Linden, Fearing and Wilson wrangle a potent posse of Kings
Music | by Emmet Matheson
Blackie & the Rodeo Kings
Casino Regina
Wednesday 8
Twenty-one years after they came together for what was supposed to be a one-off tribute album, Blackie & the Rodeo Kings continue to ride on. In 1996 singer-songwriters Tom Wilson (then of Junkhouse, currently of Lee Harvey Osmond) and Stephen Fearing joined up with guitarist and producer Colin Linden to record an album celebrating the music of Ontario folk hero Willie P. Bennett. That album, High or Hurtin’, led to a tour and that tour led to more tours, more albums, and more Rodeo Kings, as well as a few Queens.
“We knew after that first tour that there was something special going on,” says Linden, perhaps best known these days for his work on the TV show Nashville, or for playing guitar in Bob Dylan’s band a few years back. “Since then we have never stopped wanting to do this.”
Blackie & the Rodeo Kings’ latest album, Kings and Kings, which came out at the end of 2016, is a follow-up to 2011’sKings and Queens, which saw the trio enlist an impressive procession of leading ladies from country legends like Roseanne Cash and Pam Tillis to genre-defying trailblazers like Mary Margaret O’Hara and Exene Cervenka (of the L.A. punk group X). This time around, they’ve called upon some of the top male folks in roots music like Rodney Crowell, Keb Mo, and Buddy Miller.
The goal, Linden says, was to make each guest singer feel like they were, for one song anyway, a full member of the band.
“The one thing that has been central to the idea of Blackie & the Rodeo Kings from the very start,” he says, “is that it is very much more about the music than the individuals.”

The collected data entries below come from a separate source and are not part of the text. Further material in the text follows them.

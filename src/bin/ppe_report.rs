//! ppe_report - helmet compliance report for an image or video
//!
//! Either submits a media file to the detection service or renders a
//! previously saved service response, then prints the violation timeline
//! and the incident summary.

use anyhow::{anyhow, Result};
use clap::{Parser, ValueEnum};
use std::io::IsTerminal;
use std::path::{Path, PathBuf};

use ppe_report::config::normalize_service_url;
use ppe_report::render::{render_json, render_text};
use ppe_report::{
    parse_detection_payload, Analysis, AnalysisSession, DetectionResult, DetectionService,
    HttpDetectionService, MediaKind, ReportComposer, ReportConfig, ServiceError,
};

#[path = "../ui.rs"]
mod ui;

#[derive(Clone, Copy, Debug, ValueEnum)]
enum OutputFormat {
    Text,
    Json,
}

#[derive(Clone, Copy, Debug, ValueEnum)]
enum KindArg {
    Image,
    Video,
}

#[derive(Parser, Debug)]
#[command(author, version, about)]
struct Args {
    /// Image or video file to submit to the detection service.
    #[arg(long, conflicts_with = "result", required_unless_present = "result")]
    media: Option<PathBuf>,
    /// Saved detection service response (JSON) to render instead of submitting.
    #[arg(long)]
    result: Option<PathBuf>,
    /// Media kind of a saved result (default: video when it carries a duration).
    #[arg(long, value_enum, requires = "result")]
    kind: Option<KindArg>,
    /// Detection service base URL (overrides config).
    #[arg(long, env = "PPE_SERVICE_URL")]
    service_url: Option<String>,
    /// Report format written to stdout or --output.
    #[arg(long, value_enum, default_value = "text")]
    format: OutputFormat,
    /// Write the report to a file instead of stdout.
    #[arg(long)]
    output: Option<PathBuf>,
    /// Also store the detection result as JSON for later --result runs.
    #[arg(long)]
    save_result: Option<PathBuf>,
    /// UI mode for stderr progress (auto|plain|pretty)
    #[arg(long, value_enum, default_value = "auto", value_name = "MODE")]
    ui: ui::UiMode,
}

fn main() -> Result<()> {
    env_logger::Builder::from_env(env_logger::Env::default().default_filter_or("info")).init();

    let args = Args::parse();
    let ui = ui::Ui::new(args.ui, std::io::stderr().is_terminal());

    let mut cfg = ReportConfig::load()?;
    if let Some(url) = &args.service_url {
        cfg.service.url = normalize_service_url(url)?;
    }
    let composer = ReportComposer::new(cfg.notes.clone());
    let notes = composer.settings();
    log::debug!(
        "report notes: confidence threshold {}, min visibility {}s, fragmentation above {}",
        notes.confidence_threshold,
        notes.min_visibility_s,
        notes.fragmentation_threshold
    );

    let analysis = match (&args.media, &args.result) {
        (Some(media), _) => analyse_media(media, &cfg, &composer, &ui, args.save_result.as_deref())?,
        (None, Some(saved)) => {
            let result = load_saved_result(saved, &ui)?;
            let kind = match args.kind {
                Some(KindArg::Image) => MediaKind::Image,
                Some(KindArg::Video) => MediaKind::Video,
                None if result.video_duration_s.is_some() => MediaKind::Video,
                None => MediaKind::Image,
            };
            if let Some(path) = &args.save_result {
                save_result(path, &result)?;
            }
            Analysis::from_result(&result, kind, &composer)
        }
        (None, None) => return Err(anyhow!("either --media or --result is required")),
    };

    let report = match args.format {
        OutputFormat::Text => render_text(&analysis, cfg.timeline_columns, Some(&cfg.service.url)),
        OutputFormat::Json => render_json(&analysis)?,
    };
    match &args.output {
        Some(path) => {
            std::fs::write(path, report)
                .map_err(|e| anyhow!("failed to write report {}: {}", path.display(), e))?;
            println!("report written to {}", path.display());
        }
        None => print!("{}", report),
    }
    Ok(())
}

fn analyse_media(
    media: &Path,
    cfg: &ReportConfig,
    composer: &ReportComposer,
    ui: &ui::Ui,
    save_path: Option<&Path>,
) -> Result<Analysis> {
    let mut session = AnalysisSession::new();
    let kind = session.select(media)?.kind;
    let service = HttpDetectionService::from_settings(&cfg.service)?;

    let stage = ui.stage(match kind {
        MediaKind::Image => "Analyse image",
        MediaKind::Video => "Analyse video",
    });
    let result = service
        .analyze(session.require_current()?)
        .map_err(|err| {
            if let Some(service_err) = err.downcast_ref::<ServiceError>() {
                log::error!(
                    "analysis failed [{}]; make sure the detection service is running at {} and retry",
                    service_err.code,
                    service.base_url()
                );
            }
            err
        })?;
    stage.done();
    log::info!(
        "detection result: {} violations, {} compliant, {} total",
        result.violations,
        result.compliant,
        result.total_detections
    );

    if let Some(path) = save_path {
        save_result(path, &result)?;
    }
    let stage = ui.stage("Compose report");
    let analysis = session.record(&result, composer)?.clone();
    stage.done();
    Ok(analysis)
}

fn load_saved_result(path: &Path, ui: &ui::Ui) -> Result<DetectionResult> {
    let stage = ui.stage("Load detection result");
    let raw = std::fs::read(path)
        .map_err(|e| anyhow!("failed to read result file {}: {}", path.display(), e))?;
    let result = parse_detection_payload(&raw)?;
    stage.done();
    Ok(result)
}

fn save_result(path: &Path, result: &DetectionResult) -> Result<()> {
    let json = serde_json::to_vec_pretty(result)?;
    std::fs::write(path, json)
        .map_err(|e| anyhow!("failed to write result file {}: {}", path.display(), e))?;
    log::info!("detection result saved to {}", path.display());
    Ok(())
}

Corralling all these luminaries was no small feat, and there were a couple of gets that Linden was especially proud of.
“Nick Lowe is someone I’ve always admired as both an artist and a producer,” Linden says. “He’s a real hero to Stephen and Tom and I. We knew it was a long shot.”
While most of the guest stars sing a verse or two, trading off in a duet style with the Rodeo Kings, Lowe sings lead for the entirety of “Secret of a Long Lasting Love”.
“We told him to sing as much or as little as he wanted, and he sent back the rough mix and it was just fantastic. It turned out beautifully.”
Vince Gill is another guest Rodeo King that gets Linden excited. Linden has worked with Gill before and calls him “one of the great musicians.”
“When you collaborate with so many different artists, it takes a little faith in the process,” Linden says. “Nothing ends up exactly how you planned it. I told Vince to do whatever he wanted in the song, and when he comes in on his verse and he’s gone up an octave, it’s just spine-tinglingly beautiful.”
Obviously, the logistics of touring with all 12 guest stars from the Kings and Kings would be just ridiculous and the Rodeo Kings aren’t even pretending that’s an option.
“The thing about the tours is that we want every night to be different,” says Linden. “Kind of like the Rolling Thunder Revue.”